Archive for July, 2010

Hey Wha Happon

July 20, 2010

My brother’s (NEW) blog is a place for the strange and wonderful, which is depicted below. It has kind of a beach theme, much like my brother.

Work With Me On This

July 8, 2010

I’m trying to convince the Twitterverse that Justin Wilson is a star in the new Predators movie.

Honestly, I’ve had better ideas. And there are better uses for my time. But it’s been kind of a crummy day and my allergies are acting up, and it’s kind of a funny idea.

Who is Justin Wilson? He is like Adrian Brody, a cajun and a born raconteur, who was on PBS in the nineties. He also once said, “I ain’t got time to bleed, I gawr-run-tee”.

These are all lies. I encourage you to make up your own.

Real Men Don’t Rehearse

July 2, 2010

A book which contains anecdotes about:

• Vomiting (seemingly) on cue during the 1812 Overture

• A drunk bass section, comprised of grown men, who cannot stop laughing during a high school student’s solo.

• The disadvantages to packing your tuxedo in the same case as your upright bass.

A quick read, and an interesting memoir about the Boston Pops, a group of which I am not a fan.

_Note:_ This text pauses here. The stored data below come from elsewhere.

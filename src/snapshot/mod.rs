// Copyright (c) 2025 Varshith Gudur. Licensed under AGPLv3.
//! Snapshot format.
//!
//! ```text
//! [magic "HIDR"][format u32][version u64][body_len u64][body: bincode state][crc64 u64]
//! ```
//! All integers little endian. The CRC covers everything before it.

pub mod encode;
pub mod decode;

pub const MAGIC: &[u8; 4] = b"HIDR";
pub const FORMAT_VERSION: u32 = 1;
pub const HEADER_LEN: usize = 4 + 4 + 8 + 8;
pub const TRAILER_LEN: usize = 8;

Happily for me, Locke acknowledges that there are real reasons to not be a fan: the music has been done to death and so the reward of sacrificing years of your life to being a musician is to play “Claire de Lune” over and over and over until you plot revenge on your conductor.  The stories of the musician’s struggles and general disobedience are like potato chips – - it’s  very hard to stop reading. Less thrilling are the stories about stipends for lunch, but the weaker segments fly by. Beyond the applied mayhem, there are thoughts on leadership and artistry well worth reading.

Biddy

July 2, 2010

There is one bodega within a square mile radius of my apartment that has tonic water, and it is home to a mid-size parrot named Biddy.

I first encountered Biddy while waiting in line, waiting for a bunch of people to finish buying lotto tickets. There, sitting on the unattended cash register, was a yellow and gray parrot staring right at me. So I said hello.

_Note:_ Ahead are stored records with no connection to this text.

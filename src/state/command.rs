// Copyright (c) 2025 Varshith Gudur. Licensed under AGPLv3.
//! Controller Command enum definitions.

use serde::{Deserialize, Serialize};

use crate::types::{Address, ApplicationId, EventId, Score};

/// Every state transition of the controller. The caller is supplied alongside the
/// command by the host environment and is not part of it.
#[derive(Clone, Debug, PartialEq, Eq, Serialize, Deserialize)]
pub enum Command {
    RegisterNode {
        spec: String,
    },
    RegisterApplication {
        info: String,
        required_specs: Vec<String>,
        multi_reply_allowed: bool,
    },
    SendEvent {
        payload: String,
        application_id: ApplicationId,
    },
    SendReply {
        event_id: EventId,
        scores: Vec<Score>,
    },
    VoteSolver {
        event_id: EventId,
        candidate: Address,
    },
    SolveEvent {
        event_id: EventId,
    },
}

impl Command {
    pub fn name(&self) -> &'static str {
        match self {
            Command::RegisterNode { .. } => "registerNode",
            Command::RegisterApplication { .. } => "registerApplication",
            Command::SendEvent { .. } => "sendEvent",
            Command::SendReply { .. } => "sendReply",
            Command::VoteSolver { .. } => "voteSolver",
            Command::SolveEvent { .. } => "solveEvent",
        }
    }

    /// The event this command targets, if any.
    pub fn event_id(&self) -> Option<EventId> {
        match self {
            Command::SendReply { event_id, .. }
            | Command::VoteSolver { event_id, .. }
            | Command::SolveEvent { event_id } => Some(*event_id),
            _ => None,
        }
    }
}

/// What an accepted command produced.
#[derive(Clone, Debug, PartialEq, Eq, Serialize, Deserialize)]
pub enum Outcome {
    NodeRegistered { created: bool },
    ApplicationRegistered(ApplicationId),
    EventSent(EventId),
    /// `credited` is how many scores landed on registered nodes.
    ReplyRecorded { credited: usize },
    VoteRecorded { elected: Option<Address> },
    EventSolved { solver: Address },
}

The bird let loose a screech that sounded a lot like a dry squeegee scraping a windshield, only much louder, and I decided to break off eye contact with the bird. This did not help – - the bird shrieked again. I guess this was “hello”.

Yesterday I stopped in and said hello to the shop owner, and asked if the bird was around. “Oh yeah,” he said, “he’s over there in his cage. He’s mad at me.”

Sure enough, sitting in an open cage, was the parrot, staring back at me. The shop owner tried to get him to fly over, but Biddy wasn’t interested.

He told me that the bird seemed to have an understanding of just about everything that went on around him. “Just like a person, he wanted to play and I didn’t have time for him,” he said, “Now I have time and he won’t come over.”

Biddy, sounding like a car radio with the volume low, muttered a few things that I couldn’t really hear. The shop owner called to him a few times, and Biddy continued muttering.

Eventually, after much prompting, Biddy flew over and sat on the shop owner’s shoulder. Looking at me, after a long time,  almost shyly, opened his beak and let loose another deafening shriek.